### [TO DO]
Your answer should consist of each line from the data below that contains "entry".

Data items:
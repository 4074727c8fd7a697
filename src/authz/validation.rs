use std::collections::{HashMap, HashSet};
use std::fmt::Display;
use std::hash::Hash;

use crate::errors::{AccessError, AccessResult};
use crate::models::permission::{
    DomainCreateKind, DomainCreatePermission, DomainPermission, Permission, PermissionName, PermissionScope,
    ResourceCreateKind, ResourceCreatePermission, ResourcePermission,
};
use crate::models::resource::ResourceClassRow;

pub fn require_permissions<T>(permissions: &[T]) -> AccessResult<()> {
    if permissions.is_empty() {
        return Err(AccessError::invalid_argument("permissions required"));
    }
    Ok(())
}

/// Reject identical entries. `P` and `P /G` in one request are fine.
pub fn reject_duplicates<K>(permissions: &[Permission<K>]) -> AccessResult<()>
where
    K: Eq + Hash + Display,
{
    let mut seen = HashSet::new();
    for permission in permissions {
        if !seen.insert(permission) {
            return Err(AccessError::invalid_argument(format!("duplicate element: {permission}")));
        }
    }
    Ok(())
}

/// For requests that store grants: one entry per permission, whatever its
/// grant option.
pub fn reject_conflicting<K>(permissions: &[Permission<K>]) -> AccessResult<()>
where
    K: Eq + Hash + Display,
{
    reject_duplicates(permissions)?;
    let mut seen = HashSet::new();
    for permission in permissions {
        if !seen.insert(permission.kind()) {
            return Err(AccessError::invalid_argument(format!(
                "duplicate permission: {} that only differs in grant option",
                permission.kind()
            )));
        }
    }
    Ok(())
}

/// Check `permission` against the resource class and return the id stored in
/// the grant tables (system permission id or custom `PermissionId`).
pub fn resolve_resource_permission(
    class: &ResourceClassRow,
    custom: &HashMap<String, i64>,
    permission: &ResourcePermission,
) -> AccessResult<i64> {
    match permission.name() {
        PermissionName::System(system) => {
            if !system.is_valid_for(PermissionScope::Resource) {
                return Err(AccessError::invalid_argument(format!(
                    "Permission: {system} is not a valid resource permission"
                )));
            }
            if system.requires_authenticatable() && !class.authenticatable {
                return Err(AccessError::invalid_argument(format!(
                    "Permission: {system} not valid for unauthenticatable resource class: {}",
                    class.name
                )));
            }
            Ok(system.id())
        }
        PermissionName::Custom(name) => {
            if name.is_empty() {
                return Err(AccessError::precondition("permission name required"));
            }
            if name.starts_with('*') {
                return Err(AccessError::invalid_argument(format!("invalid system permission name: {name}")));
            }
            custom.get(name).copied().ok_or_else(|| {
                AccessError::invalid_argument(format!(
                    "Permission: {name} is not defined for resource class: {}",
                    class.name
                ))
            })
        }
    }
}

pub fn resolve_resource_permissions(
    class: &ResourceClassRow,
    custom: &HashMap<String, i64>,
    permissions: &[ResourcePermission],
) -> AccessResult<Vec<i64>> {
    permissions
        .iter()
        .map(|permission| resolve_resource_permission(class, custom, permission))
        .collect()
}

pub fn validate_domain_permissions(permissions: &[DomainPermission]) -> AccessResult<()> {
    for permission in permissions {
        if !permission.permission().is_valid_for(PermissionScope::Domain) {
            return Err(AccessError::invalid_argument(format!(
                "Permission: {} is not a valid domain permission",
                permission.permission()
            )));
        }
    }
    Ok(())
}

/// Returns, per entry, the custom permission id of a post-create grant.
pub fn resolve_resource_create_permissions(
    class: &ResourceClassRow,
    custom: &HashMap<String, i64>,
    permissions: &[ResourceCreatePermission],
) -> AccessResult<Vec<Option<i64>>> {
    permissions
        .iter()
        .map(|permission| match permission.kind() {
            ResourceCreateKind::Create => Ok(None),
            ResourceCreateKind::PostCreate(post_create) => {
                let id = resolve_resource_permission(class, custom, post_create)?;
                Ok((!post_create.is_system_permission()).then_some(id))
            }
        })
        .collect()
}

pub fn validate_domain_create_permissions(permissions: &[DomainCreatePermission]) -> AccessResult<()> {
    let post_create: Vec<DomainPermission> = permissions
        .iter()
        .filter_map(|permission| match permission.kind() {
            DomainCreateKind::PostCreate(post_create) => Some(post_create.clone()),
            DomainCreateKind::Create => None,
        })
        .collect();
    validate_domain_permissions(&post_create)
}

/// One post-create entry per permission in a stored create-permission set.
pub fn reject_conflicting_post_create(permissions: &[ResourceCreatePermission]) -> AccessResult<()> {
    let mut seen = HashSet::new();
    for permission in permissions {
        if let ResourceCreateKind::PostCreate(post_create) = permission.kind() {
            if !seen.insert(post_create.name()) {
                return Err(AccessError::invalid_argument(format!(
                    "duplicate permission: {} that only differs in grant option",
                    post_create.name()
                )));
            }
        }
    }
    Ok(())
}

pub fn reject_conflicting_domain_post_create(permissions: &[DomainCreatePermission]) -> AccessResult<()> {
    let mut seen = HashSet::new();
    for permission in permissions {
        if let DomainCreateKind::PostCreate(post_create) = permission.kind() {
            if !seen.insert(post_create.permission()) {
                return Err(AccessError::invalid_argument(format!(
                    "duplicate permission: {} that only differs in grant option",
                    post_create.permission()
                )));
            }
        }
    }
    Ok(())
}

/// Create-permission sets that grant anything must include `*CREATE`.
pub fn require_create<K, F>(permissions: &[Permission<K>], is_create: F) -> AccessResult<()>
where
    F: Fn(&K) -> bool,
{
    if !permissions.is_empty() && !permissions.iter().any(|p| is_create(p.kind())) {
        return Err(AccessError::invalid_argument("Permission *CREATE must be specified"));
    }
    Ok(())
}

#[cfg(test)]
mod tests {
    use super::*;
    use crate::models::permission::SystemPermission;

    fn document_class() -> ResourceClassRow {
        ResourceClassRow {
            id: 3,
            name: "Document".into(),
            authenticatable: false,
            unauthenticated_create_allowed: false,
        }
    }

    #[test]
    fn grant_variants_of_one_permission_are_not_duplicates() {
        let request = [ResourcePermission::new("edit"), ResourcePermission::new_with_grant("edit")];
        assert!(reject_duplicates(&request).is_ok());
        assert!(reject_conflicting(&request).is_err());

        let err = reject_duplicates(&[ResourcePermission::new("edit"), ResourcePermission::new("edit")]).unwrap_err();
        assert!(err.to_string().contains("duplicate element"));
    }

    #[test]
    fn unknown_and_unauthenticatable_permissions_are_rejected() {
        let class = document_class();
        let custom = HashMap::from([("edit".to_string(), 11)]);

        assert_eq!(resolve_resource_permission(&class, &custom, &ResourcePermission::new("edit")).unwrap(), 11);

        let err = resolve_resource_permission(&class, &custom, &ResourcePermission::new("fly")).unwrap_err();
        assert!(err.to_string().contains("is not defined for resource class: Document"));

        let impersonate = ResourcePermission::system(SystemPermission::Impersonate);
        let err = resolve_resource_permission(&class, &custom, &impersonate).unwrap_err();
        assert!(err.to_string().contains("not valid for unauthenticatable resource class"));

        let super_user = ResourcePermission::system(SystemPermission::SuperUser);
        assert!(resolve_resource_permission(&class, &custom, &super_user).is_err());

        let err = resolve_resource_permission(&class, &custom, &ResourcePermission::new("  ")).unwrap_err();
        assert_eq!(err.kind(), "precondition");
    }

    #[test]
    fn create_sets_must_name_create() {
        let only_post = [ResourceCreatePermission::post_create(ResourcePermission::new("edit"))];
        assert!(require_create(&only_post, |k| matches!(k, ResourceCreateKind::Create)).is_err());
        assert!(require_create::<ResourceCreateKind, _>(&[], |k| matches!(k, ResourceCreateKind::Create)).is_ok());
    }

    #[test]
    fn post_create_entries_may_not_differ_only_in_grant_option() {
        let request = [
            ResourceCreatePermission::create(),
            ResourceCreatePermission::post_create(ResourcePermission::new("edit")),
            ResourceCreatePermission::post_create(ResourcePermission::new_with_grant("edit")),
        ];
        assert!(reject_conflicting(&request).is_ok());
        assert!(reject_conflicting_post_create(&request).is_err());
    }
}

### [WRITTEN REPLY]
/// For requests that store grants: one entry per permission, whatever its
/// Returns, per entry, the custom permission id of a post-create grant.
/// One post-create entry per permission in a stored create-permission set.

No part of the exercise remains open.